Drone deliveries are no longer tales of science fiction.
“Our service allows customers to order a range of items such as fresh food, hot coffee or over-the-counter chemist items on our mobile app, and have them delivered directly to their homes by drone in minutes,” the team at Wing announced. The company, which has been testing out its service in the country since 2014, recently gained approval by local air traffic regulators to perform deliveries.
Among the Wing app’s food, household items and over-the-counter medication is droppable gelato, delivered from a local Pure Gelato location, one of the service’s launch partners. But it’s not just perfect summer day desserts that customers are craving. The flying drones can reportedly have orders dropped off within “minutes” as one Australian customer attested during the project’s trial runs, getting sunscreen to her grandchildren in just seven minutes.
As always, when it comes to drone delivery, the aerial vehicles’ noise and safety are the main source of controversy surrounding their usage. While Google’s pilot program is still in its infancy, it does have to follow specific local policies meant to protect locals from disturbances. For example, the Wing drones cannot fly over main roads or too close to people, and will have to make deliveries during daytime hours. These will include hours of operation between 7 a.m. and 8 p.m. on weekdays.

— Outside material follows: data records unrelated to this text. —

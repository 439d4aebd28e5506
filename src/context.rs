//! Shared per-session context threaded through the specialist steps
//!
//! Fields are written at most once by the step that owns them and read
//! freely by later steps. Write-once is enforced by "only prompt if still
//! unset" checks rather than hard immutability, so re-running a step
//! against the same context skips prompts whose field is populated.

use crate::models::{Regime, RiskTolerance};
use chrono::{DateTime, Utc};
use serde::Serialize;
use uuid::Uuid;

/// One advisory session's accumulated inputs and derived results.
///
/// Created fresh at the start of each orchestrated plan and discarded at
/// its end; nothing outlives a single run.
#[derive(Debug, Clone, Serialize)]
pub struct FinancialContext {
    pub session_id: Uuid,
    pub created_at: DateTime<Utc>,

    /// Set by the tax step.
    pub income: Option<f64>,
    /// Set by the tax step.
    pub deductions: Option<f64>,
    /// Set by the investment step.
    pub age: Option<u8>,
    /// Set by the investment step.
    pub risk_tolerance: Option<RiskTolerance>,

    /// Derived by the tax step; must be populated before the investment
    /// step reads it meaningfully.
    pub tax_bracket: Option<&'static str>,
    /// Derived by the tax step, never read before written.
    pub recommended_regime: Option<Regime>,
}

impl FinancialContext {
    pub fn new() -> Self {
        Self {
            session_id: Uuid::new_v4(),
            created_at: Utc::now(),
            income: None,
            deductions: None,
            age: None,
            risk_tolerance: None,
            tax_bracket: None,
            recommended_regime: None,
        }
    }

    /// Marginal bracket label, "Unknown" until the tax step has run.
    pub fn bracket_label(&self) -> &'static str {
        self.tax_bracket.unwrap_or("Unknown")
    }

    /// Recommended regime label, "Unknown" until the tax step has run.
    pub fn regime_label(&self) -> &'static str {
        self.recommended_regime
            .map(|regime| regime.label())
            .unwrap_or("Unknown")
    }
}

impl Default for FinancialContext {
    fn default() -> Self {
        Self::new()
    }
}
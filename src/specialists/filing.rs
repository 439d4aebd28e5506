//! ITR filing guidance step
//!
//! Context-free: prints fixed guidance for the chosen return form. An
//! unsure user gets the comparison and is asked again.

use crate::console::{Console, Persona};
use crate::models::FilingForm;
use crate::Result;
use colored::Color;

const FILER: Persona = Persona {
    name: "Filer",
    color: Color::Red,
};

const ITR1_GUIDE: &str = "Great, let's go through ITR-1 (Sahaj). Here are the key sections:\n\n\
1. Part A - General Information: Your PAN, Aadhaar, address, etc. (Mostly pre-filled).\n\
2. Part B - Gross Total Income: Enter salary (from Form 16), house property income, etc.\n\
3. Part C - Deductions: Fill in your deductions under Chapter VI-A (80C, 80D).\n\
4. Part D - Computation of Tax Payable: The system calculates your tax.\n\
5. Part E - Other Information: Details of all your bank accounts.\n\
Remember to verify all pre-filled data before submitting!";

const ITR2_GUIDE: &str = "ITR-2 is for individuals without business income but who may have capital gains.\n\
In addition to ITR-1 sections, you'll have specific schedules for:\n\
- Schedule CG: For Capital Gains from selling stocks, property, etc.\n\
- Schedule FA: For reporting foreign assets and income.\n\
It's crucial to have your broker statements and property sale documents handy.";

const FORM_COMPARISON: &str = "No problem.\n\
- ITR-1 (Sahaj) is for resident individuals with income up to ₹50 lakh from salary, one house property, and other sources.\n\
- ITR-2 is for those who don't have business income but might have capital gains or foreign assets.\n\
Which one sounds more like your situation?";

pub struct FilingGuide;

impl FilingGuide {
    pub fn run<C: Console>(&self, console: &mut C) -> Result<()> {
        console.say(&FILER, "I can guide you through the ITR filing process.");

        loop {
            console.say(
                &FILER,
                "Which ITR form are you planning to file? If unsure, type 'unsure'.",
            );
            let raw = console.prompt("Options: 'ITR-1', 'ITR-2', 'unsure': ")?;

            match raw.parse::<FilingForm>() {
                Ok(FilingForm::Itr1) => {
                    console.say(&FILER, ITR1_GUIDE);
                    return Ok(());
                }
                Ok(FilingForm::Itr2) => {
                    console.say(&FILER, ITR2_GUIDE);
                    return Ok(());
                }
                Ok(FilingForm::Unsure) => {
                    console.say(&FILER, FORM_COMPARISON);
                }
                Err(()) => {
                    console.say_error(&FILER, "Invalid option. Please choose from the list.");
                }
            }
        }
    }
}

#[cfg(test)]
mod tests {
    use super::*;
    use crate::console::ScriptedConsole;
    use crate::error::AdvisoryError;

    #[test]
    fn itr1_choice_prints_the_guide_and_finishes() {
        let mut console = ScriptedConsole::new(["ITR-1"]);

        FilingGuide.run(&mut console).unwrap();

        let spoken = console.said_by("Filer");
        assert!(spoken.last().unwrap().starts_with("Great, let's go through ITR-1"));
    }

    #[test]
    fn unsure_shows_the_comparison_then_asks_again() {
        let mut console = ScriptedConsole::new(["unsure", "itr-2"]);

        FilingGuide.run(&mut console).unwrap();

        let spoken = console.said_by("Filer");
        assert!(spoken.iter().any(|message| message.starts_with("No problem.")));
        assert!(spoken.last().unwrap().starts_with("ITR-2 is for individuals"));
        assert_eq!(console.prompts.len(), 2);
    }

    #[test]
    fn invalid_choice_is_recoverable() {
        let mut console = ScriptedConsole::new(["itr-7", "itr-1"]);

        FilingGuide.run(&mut console).unwrap();

        assert_eq!(console.errors.len(), 1);
        assert_eq!(
            console.errors[0].1,
            "Invalid option. Please choose from the list."
        );
    }

    #[test]
    fn closed_stream_terminates_the_loop() {
        let mut console = ScriptedConsole::new(["itr-7"]);

        let result = FilingGuide.run(&mut console);

        assert!(matches!(result, Err(AdvisoryError::InputClosed)));
    }
}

For safety reasons, the Wing app also gives customers directions on “how to interact” with the drones while receiving goods. Drone delivery is big business for big tech, which is why companies like Google and Amazon continue to invest in them. Wing predicts that its Australian service could bring in as much as $40 million Australian dollars in revenue by 2030. The company plans to expand delivery areas in the coming weeks, with more nearby cities being added soon.